Russia’s state-controlled gas company, Gazprom, holds a controlling interest in the two Nord Stream pipeline projects, which operate in partnership with a variety of gas companies headquartered in other European nations.
The 2022 pipeline blasts occurred in the months after Russian forces marched into Ukraine, setting off what has become a costly attritional war between Moscow and Kyiv.
Rendering his verdict on Oct. 17, Polish Judge Dariusz Lubowski concluded that the 2022 attack on the pipelines could be legally excusable.
“The person being prosecuted, if he was the perpetrator, is entitled to functional immunity, which covers an act committed in connection with his activities for the Ukrainian state,” Lubowski said.
Even before Lubowski rendered his decision, Polish Prime Minister Donald Tusk referenced the 2022 attack in a social media post, writing that the problem is not that Nord Stream 2 was targeted but that it was ever built in the first place.
“The Polish court denied extradition to Germany of a Ukrainian national suspected of blowing up Nord Stream 2 and released him from custody,” Tusk wrote in another social media post following the court ruling on Oct. 17. “And rightly so.
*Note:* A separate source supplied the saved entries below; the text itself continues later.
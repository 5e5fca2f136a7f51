use std::{
    fs::File,
    io::{BufReader, Read},
    path::PathBuf,
};

use bytes::Bytes;
use lavender_common::Md5;

use crate::error::{CoreError, CoreResult};

/// Where the bytes of a [`Resource`] come from.
#[derive(Debug, Clone)]
pub enum ResourceData {
    File(PathBuf),
    Bytes(Bytes),
}

impl ResourceData {
    pub fn open(&self) -> CoreResult<Box<dyn Read + '_>> {
        match self {
            ResourceData::File(path) => {
                let file = File::open(path).map_err(CoreError::io(path))?;
                Ok(Box::new(BufReader::new(file)))
            }
            ResourceData::Bytes(bytes) => Ok(Box::new(&bytes[..])),
        }
    }

    pub fn md5(&self) -> CoreResult<Md5> {
        match self {
            ResourceData::Bytes(bytes) => Ok(Md5::digest(bytes)),
            ResourceData::File(path) => {
                Md5::digest_reader(self.open()?).map_err(CoreError::io(path))
            }
        }
    }
}

/// One publishable file as seen by a module.
///
/// `path` is relative to the module root and uses `/` separators.
/// `content_id` changes whenever the content may have changed; it is cheap to
/// obtain, unlike the md5.
#[derive(Debug, Clone)]
pub struct Resource {
    pub path: String,
    pub content_id: String,
    pub size: Option<u64>,
    pub data: ResourceData,
}
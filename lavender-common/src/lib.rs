//! Leaf utilities shared by the publish and rewrite crates: content hashes,
//! the line codec used by every persisted lavender file, and atomic file
//! replacement.

pub mod codec;
pub mod error;
pub mod fs;
pub mod content_hash;

pub use error::{CommonError, CommonResult};
pub use content_hash::Md5;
The case is closed.”
According to an assessment shared by the U.N. Environment Programme in January, the 2022 pipeline blasts in the Baltic Sea resulted in the release of 485,000 metric tonnes (534,621 imperial tons) of methane, a greenhouse gas. This would represent the largest human-caused release of methane.
In August, German prosecutors called on the Italian government to extradite another Ukrainian national, whom they identified as Serhii K., in connection with the 2022 Nord Stream blasts. The extradition case faced a delay this week, as the suspect’s attorneys have argued that the legal classification behind the arrest warrant was faulty.
Reuters contributed to this article.